Not surprisingly—to anyone familiar with epi studies on real people as opposed to tweaked lab efforts on rodents—there were measurable differences in various health parameters between the two cohorts, but they were not statistically significant.
The most interesting thing determined by NIOSH is that a metabolic component related to tobacco smoke (NNAL) was found in the urine of casino dealers. Some interesting work has been published that tries to quantify the level of this metabolite with the risk of getting lung cancer, but no such assertions were made in the NIOSH paper.
Of course, the lack of significant findings did not prevent shrill media accounts of the supposedly big findings in the study.
By the way, NIOSH was sitting on this data for around three years, before publishing the report. Could they have had the statisticians working all this time in an attempt to create a finding?

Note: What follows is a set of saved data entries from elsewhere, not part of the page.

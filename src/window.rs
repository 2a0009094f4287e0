//! Extraction window identity.
//!
//! A window is identified by its start instant truncated to the hour. The
//! canonical string form `YYYY-MM-DD-HH` is the blob prefix shared by every
//! stage, so it is produced (and parsed) in exactly one place. Earlier
//! iterations of the pipeline disagreed between a daily `YYYY/MM/DD` prefix
//! and the hourly form; only the hourly form survives.

use anyhow::{bail, Context, Result};
use chrono::{DateTime, Duration, NaiveDate, TimeZone, Utc};

const KEY_FORMAT: &str = "%Y-%m-%d-%H";

/// Canonical identifier for one extraction interval.
///
/// Uniqueness and monotonicity follow from the truncated start instant;
/// disjointness between adjacent windows is the scheduler's contract, not
/// something this type can enforce on its own.
#[derive(Debug, Clone, PartialEq, Eq)]
pub struct WindowKey {
    start: DateTime<Utc>,
    key: String,
}

impl WindowKey {
    /// Window covering the `window_hours` before `now`.
    ///
    /// The start is truncated to the hour so that the string form and the
    /// interval it denotes always agree, and so that runs scheduled at fixed
    /// clock hours produce deterministic, non-overlapping boundaries.
    pub fn compute(now: DateTime<Utc>, window_hours: u32) -> Self {
        Self::starting_at(now - Duration::hours(window_hours as i64))
    }

    /// Window starting at `start`, truncated down to the hour.
    pub fn starting_at(start: DateTime<Utc>) -> Self {
        let sub_hour = start.timestamp().rem_euclid(3600);
        let start = start
            - Duration::seconds(sub_hour)
            - Duration::nanoseconds(start.timestamp_subsec_nanos() as i64);
        let key = start.format(KEY_FORMAT).to_string();
        Self { start, key }
    }

    /// Parse a canonical `YYYY-MM-DD-HH` key, rejecting non-canonical
    /// spellings (missing zero padding, trailing garbage).
    pub fn parse(key: &str) -> Result<Self> {
        let parts: Vec<&str> = key.splitn(4, '-').collect();
        if parts.len() != 4 {
            bail!("Invalid window key '{}': expected YYYY-MM-DD-HH", key);
        }
        let year: i32 = parts[0].parse().context("Invalid year in window key")?;
        let month: u32 = parts[1].parse().context("Invalid month in window key")?;
        let day: u32 = parts[2].parse().context("Invalid day in window key")?;
        let hour: u32 = parts[3].parse().context("Invalid hour in window key")?;

        let naive = NaiveDate::from_ymd_opt(year, month, day)
            .and_then(|d| d.and_hms_opt(hour, 0, 0))
            .with_context(|| format!("Window key '{}' is not a valid instant", key))?;
        let window = Self::starting_at(Utc.from_utc_datetime(&naive));
        if window.key != key {
            bail!(
                "Window key '{}' is not canonical (expected '{}')",
                key,
                window.key
            );
        }
        Ok(window)
    }

    /// Start of the interval.
    pub fn start(&self) -> DateTime<Utc> {
        self.start
    }

    /// Upstream `after` watermark in epoch milliseconds.
    pub fn after_ms(&self) -> i64 {
        self.start.timestamp_millis()
    }

    /// Canonical string form, used as the blob prefix.
    pub fn as_str(&self) -> &str {
        &self.key
    }
}

impl std::fmt::Display for WindowKey {
    fn fmt(&self, f: &mut std::fmt::Formatter<'_>) -> std::fmt::Result {
        f.write_str(&self.key)
    }
}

The plaintiff's attorneys have already trotted out a former casino employee and non-smoker who developed lung cancer (now in remission), and is quite sure that he got it from his work environment. While around 90 percent of lung cancer is attributed to smoking, the other 10 percent is idiopathic (unknown origin). Why not look at NNAL levels in those of the 10 percent who are claiming that ETS was the cause?
I don't like being around secondhand smoke either, but there is not much real science—beyond statistical modeling—on the health effects. This NIOSH study is a good start, even if it did not come up with the "correct" findings.